A cascade chains together separate, single-purpose models: speech-to-text (STT) transcribes the user's audio, a language model (LLM) reasons over the text and decides what to do, and text-to-speech (TTS) synthesizes the reply. Middleware, tool calls, and retrieval steps sit in between.

Because each stage is a discrete model call with a clear input and output, a cascade traces like any other agent pipeline. The trace is a tree of `STT`, `LLM`, `TTS`, tool, and middleware runs: stages can run in parallel, and a new STT → LLM → TTS cycle repeats for each turn of the conversation. These runs have meaningful input/output pairs (audio in → transcript out, prompt in → completion out).

The two most common frameworks for building cascade voice agents are [LiveKit](/langsmith/trace-with-livekit) and [Pipecat](/langsmith/trace-with-pipecat).

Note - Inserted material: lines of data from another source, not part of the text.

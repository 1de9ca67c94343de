// Export / import of cached entities
// The document carries the metadata snapshot, manager options, outstanding
// temporary keys and one group per entity type.

use std::collections::{BTreeMap, HashMap, HashSet};
use std::path::Path;

use serde::{Deserialize, Serialize};
use serde_json::{Map, Value};
use tracing::{debug, info};

use super::{EntityManager, WriteContext};
use crate::config::{ManagerConfig, MergeStrategy};
use crate::core::data_value::DataValue;
use crate::core::entity_key::EntityKey;
use crate::core::entity_state::{EntityAction, EntityState};
use crate::core::strong_types::EntityId;
use crate::ent_framework::ent_schema::{DataProperty, EntityType};
use crate::error::{AppError, AppResult};

#[derive(Debug, Clone, Serialize, Deserialize)]
#[serde(rename_all = "camelCase")]
struct ExportDocument {
    #[serde(default, skip_serializing_if = "Option::is_none")]
    metadata_store: Option<Value>,
    #[serde(default)]
    config: Option<ManagerConfig>,
    #[serde(default)]
    temp_keys: Vec<ExportedKey>,
    entity_group_map: BTreeMap<String, ExportedGroup>,
}

#[derive(Debug, Clone, Serialize, Deserialize)]
#[serde(rename_all = "camelCase")]
struct ExportedKey {
    entity_type: String,
    values: Vec<Value>,
}

#[derive(Debug, Clone, Default, Serialize, Deserialize)]
struct ExportedGroup {
    entities: Vec<ExportedEntity>,
}

#[derive(Debug, Clone, Serialize, Deserialize)]
#[serde(rename_all = "camelCase")]
struct ExportedEntity {
    entity_aspect: ExportedAspect,
    #[serde(flatten)]
    values: Map<String, Value>,
}

#[derive(Debug, Clone, Serialize, Deserialize)]
#[serde(rename_all = "camelCase")]
struct ExportedAspect {
    entity_state: EntityState,
    #[serde(default)]
    original_values_map: BTreeMap<String, Value>,
}

#[derive(Debug, Clone, Copy, Default, PartialEq, Eq)]
pub struct ImportOptions {
    /// Falls back to the exported manager options, then this manager's.
    pub merge_strategy: Option<MergeStrategy>,
}

#[derive(Debug, Clone, Default, PartialEq)]
pub struct ImportResult {
    pub entities: Vec<EntityId>,
    /// Exported temporary key and the fresh key that replaced it.
    pub temp_key_map: Vec<(EntityKey, EntityKey)>,
}

impl EntityManager {
    /// Serialise the given entities, or every attached one.
    pub fn export_entities(
        &self,
        entities: Option<&[EntityId]>,
        include_metadata: bool,
    ) -> AppResult<Value> {
        let ids: Vec<EntityId> = match entities {
            Some(list) => {
                let mut ids = Vec::new();
                for id in list {
                    if self.record(*id)?.aspect.is_attached() && !ids.contains(id) {
                        ids.push(*id);
                    }
                }
                ids
            }
            None => self.get_entities(None, None),
        };

        let mut groups: BTreeMap<String, ExportedGroup> = BTreeMap::new();
        let mut exported_keys = HashSet::new();
        for id in &ids {
            let record = self.record(*id)?;
            let values: Map<String, Value> = self
                .values_of(*id)?
                .into_iter()
                .map(|(k, v)| (k, v.to_json()))
                .collect();
            let original_values_map = record
                .aspect
                .original_values
                .iter()
                .map(|(k, v)| (k.clone(), v.to_json()))
                .collect();
            exported_keys.insert(self.get_key(*id)?);
            groups
                .entry(record.entity_type.short_name.clone())
                .or_default()
                .entities
                .push(ExportedEntity {
                    entity_aspect: ExportedAspect {
                        entity_state: record.aspect.entity_state,
                        original_values_map,
                    },
                    values,
                });
        }

        let mut temp_keys: Vec<ExportedKey> = self
            .key_generator
            .temp_keys()
            .into_iter()
            .filter(|key| exported_keys.contains(key))
            .map(|key| ExportedKey {
                entity_type: key.entity_type().to_string(),
                values: key.values().iter().map(DataValue::to_json).collect(),
            })
            .collect();
        temp_keys.sort_by_key(|k| (k.entity_type.clone(), Value::Array(k.values.clone()).to_string()));

        let document = ExportDocument {
            metadata_store: include_metadata.then(|| self.metadata.export_metadata()),
            config: Some(self.config.clone()),
            temp_keys,
            entity_group_map: groups,
        };
        debug!(entities = ids.len(), "entities exported");
        Ok(serde_json::to_value(document)?)
    }

    pub async fn export_to_file(
        &self,
        path: impl AsRef<Path>,
        entities: Option<&[EntityId]>,
        include_metadata: bool,
    ) -> AppResult<()> {
        let document = self.export_entities(entities, include_metadata)?;
        let text = serde_json::to_string_pretty(&document)?;
        tokio::fs::write(path.as_ref(), text).await.map_err(|e| {
            AppError::Serialization(format!("writing {}: {}", path.as_ref().display(), e))
        })
    }

    pub async fn import_from_file(
        &mut self,
        path: impl AsRef<Path>,
        options: ImportOptions,
    ) -> AppResult<ImportResult> {
        let text = tokio::fs::read_to_string(path.as_ref()).await.map_err(|e| {
            AppError::Deserialization(format!("reading {}: {}", path.as_ref().display(), e))
        })?;
        let document: Value = serde_json::from_str(&text)?;
        self.import_entities(&document, options)
    }

    /// Replay an exported document into this manager. Temporary keys are
    /// replaced by fresh ones from this manager's generator.
    pub fn import_entities(&mut self, document: &Value, options: ImportOptions) -> AppResult<ImportResult> {
        let document: ExportDocument = serde_json::from_value(document.clone())?;
        if let Some(metadata) = &document.metadata_store {
            self.metadata_mut().import_metadata(metadata)?;
        }
        let strategy = options
            .merge_strategy
            .or(document.config.as_ref().map(|c| c.query_options.merge_strategy))
            .unwrap_or(self.config.query_options.merge_strategy);

        let remap = self.remap_temp_keys(&document.temp_keys)?;
        let outer = self.begin_batch();
        let result = self.import_groups(&document.entity_group_map, &remap, strategy);
        self.recompute_has_changes();
        self.end_batch(outer);
        let entities = result?;

        let mut temp_key_map: Vec<(EntityKey, EntityKey)> = remap
            .values()
            .map(|(old, new)| (old.clone(), new.clone()))
            .collect();
        temp_key_map.sort_by(|a, b| a.0.to_string().cmp(&b.0.to_string()));
        info!(
            entities = entities.len(),
            temp_keys = temp_key_map.len(),
            "entities imported"
        );
        Ok(ImportResult {
            entities,
            temp_key_map,
        })
    }

    /// (type, old key string) -> (old key, new key)
    fn remap_temp_keys(
        &mut self,
        temp_keys: &[ExportedKey],
    ) -> AppResult<HashMap<(String, String), (EntityKey, EntityKey)>> {
        let mut remap = HashMap::new();
        for exported in temp_keys {
            let et = self.metadata.entity_type(&exported.entity_type)?;
            let key_props = et.key_properties();
            let ([kp], [raw]) = (key_props.as_slice(), exported.values.as_slice()) else {
                return Err(AppError::Deserialization(format!(
                    "temporary key for '{}' must have exactly one value",
                    et.short_name
                )));
            };
            let old_value = kp.data_type.from_json(raw)?;
            let new_value = self
                .key_generator
                .generate_temp_key_value(&et.short_name, kp.data_type)?;
            let old_key = EntityKey::new(et.short_name.clone(), vec![old_value]);
            let new_key = EntityKey::new(et.short_name.clone(), vec![new_value]);
            remap.insert(
                (et.short_name.clone(), old_key.key_string().to_string()),
                (old_key, new_key),
            );
        }
        Ok(remap)
    }

    fn import_groups(
        &mut self,
        groups: &BTreeMap<String, ExportedGroup>,
        remap: &HashMap<(String, String), (EntityKey, EntityKey)>,
        strategy: MergeStrategy,
    ) -> AppResult<Vec<EntityId>> {
        let mut imported = Vec::new();
        for (type_name, group) in groups {
            let et = self.metadata.entity_type(type_name)?;
            for exported in &group.entities {
                let id = self.import_entity(&et, exported, remap, strategy)?;
                imported.push(id);
            }
        }
        // Deleted entities are cut loose only once every group is in, so a
        // parent replayed after its deleted child cannot pick it back up.
        for id in &imported {
            if self.entity_state(*id)?.is_deleted() {
                self.isolate_deleted(*id)?;
            }
        }
        Ok(imported)
    }

    fn import_entity(
        &mut self,
        et: &EntityType,
        exported: &ExportedEntity,
        remap: &HashMap<(String, String), (EntityKey, EntityKey)>,
        strategy: MergeStrategy,
    ) -> AppResult<EntityId> {
        let mut values = Vec::with_capacity(et.data_properties.len());
        for dp in &et.data_properties {
            let Some(raw) = exported.values.get(&dp.name) else {
                continue;
            };
            let value = dp.data_type.from_json(raw)?;
            values.push((dp.name.clone(), remapped(et, dp, value, remap)));
        }
        let mut originals = HashMap::new();
        for (name, raw) in &exported.entity_aspect.original_values_map {
            let dp = et
                .data_property(name)
                .ok_or_else(|| AppError::unknown_property(&et.short_name, name))?;
            originals.insert(name.clone(), dp.data_type.from_json(raw)?);
        }
        let state = exported.entity_aspect.entity_state;
        if state.is_detached() {
            return Err(AppError::Deserialization(format!(
                "exported '{}' entity is detached",
                et.short_name
            )));
        }

        let key_values = et
            .key_properties()
            .iter()
            .map(|kp| {
                values
                    .iter()
                    .find(|(n, _)| n == &kp.name)
                    .map(|(_, v)| v.clone())
                    .unwrap_or(DataValue::Null)
            })
            .collect();
        let key = EntityKey::new(et.short_name.clone(), key_values);
        let is_temp = remap.values().any(|(_, new_key)| new_key == &key);

        let id = match self.get_entity_by_key(&key) {
            Some(id) => {
                let local_state = self.entity_state(id)?;
                if strategy == MergeStrategy::PreserveChanges
                    && local_state.is_added_modified_or_deleted()
                {
                    return Ok(id);
                }
                self.merge_entity_values(id, &values)?;
                {
                    let aspect = &mut self.record_mut(id)?.aspect;
                    aspect.entity_state = state;
                    aspect.original_values = originals;
                }
                if local_state.is_deleted() && !state.is_deleted() {
                    self.link_related_entities(id)?;
                }
                self.publish_entity_changed(EntityAction::MergeOnImport, id, None);
                id
            }
            None => {
                let id = self.create_entity(&et.short_name, values, EntityState::Detached)?;
                self.attach_entity_with(id, state, WriteContext::loading(), EntityAction::AttachOnImport)?;
                self.record_mut(id)?.aspect.original_values = originals;
                id
            }
        };
        if is_temp {
            self.record_mut(id)?.aspect.has_temp_key = true;
            self.key_generator.register_temp_key(key);
        }
        Ok(id)
    }
}

/// Key and foreign-key values that held an exported temporary key take the
/// replacement key's value.
fn remapped(
    et: &EntityType,
    dp: &DataProperty,
    value: DataValue,
    remap: &HashMap<(String, String), (EntityKey, EntityKey)>,
) -> DataValue {
    let target_type = if dp.is_part_of_key {
        Some(et.short_name.clone())
    } else if let Some(nav) = &dp.related_navigation_property {
        et.navigation_property(nav).map(|np| np.entity_type_name.clone())
    } else {
        dp.inverse_navigation_property
            .as_ref()
            .map(|(parent_type, _)| parent_type.clone())
    };
    let Some(target_type) = target_type else {
        return value;
    };
    let lookup = (target_type, EntityKey::create_key_string(std::slice::from_ref(&value)));
    match remap.get(&lookup) {
        Some((_, new_key)) => new_key.values().first().cloned().unwrap_or(value),
        None => value,
    }
}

### Speech-to-speech (S2S)

A speech-to-speech model (such as the [OpenAI Realtime API](/langsmith/trace-openai-realtime) or [Gemini Live](/langsmith/trace-gemini-live)) processes audio natively and replies with audio over a single persistent connection, typically a WebSocket. There is no STT/LLM/TTS decomposition to trace.

Instead, the model server and your client exchange a stream of **events** over the wire: audio chunks, transcription fragments, tool-call requests, turn boundaries, interruptions, and errors. The natural unit to trace is the **event payload**, not a request/response pair. Each event you record becomes one span whose content is the payload that crossed the wire.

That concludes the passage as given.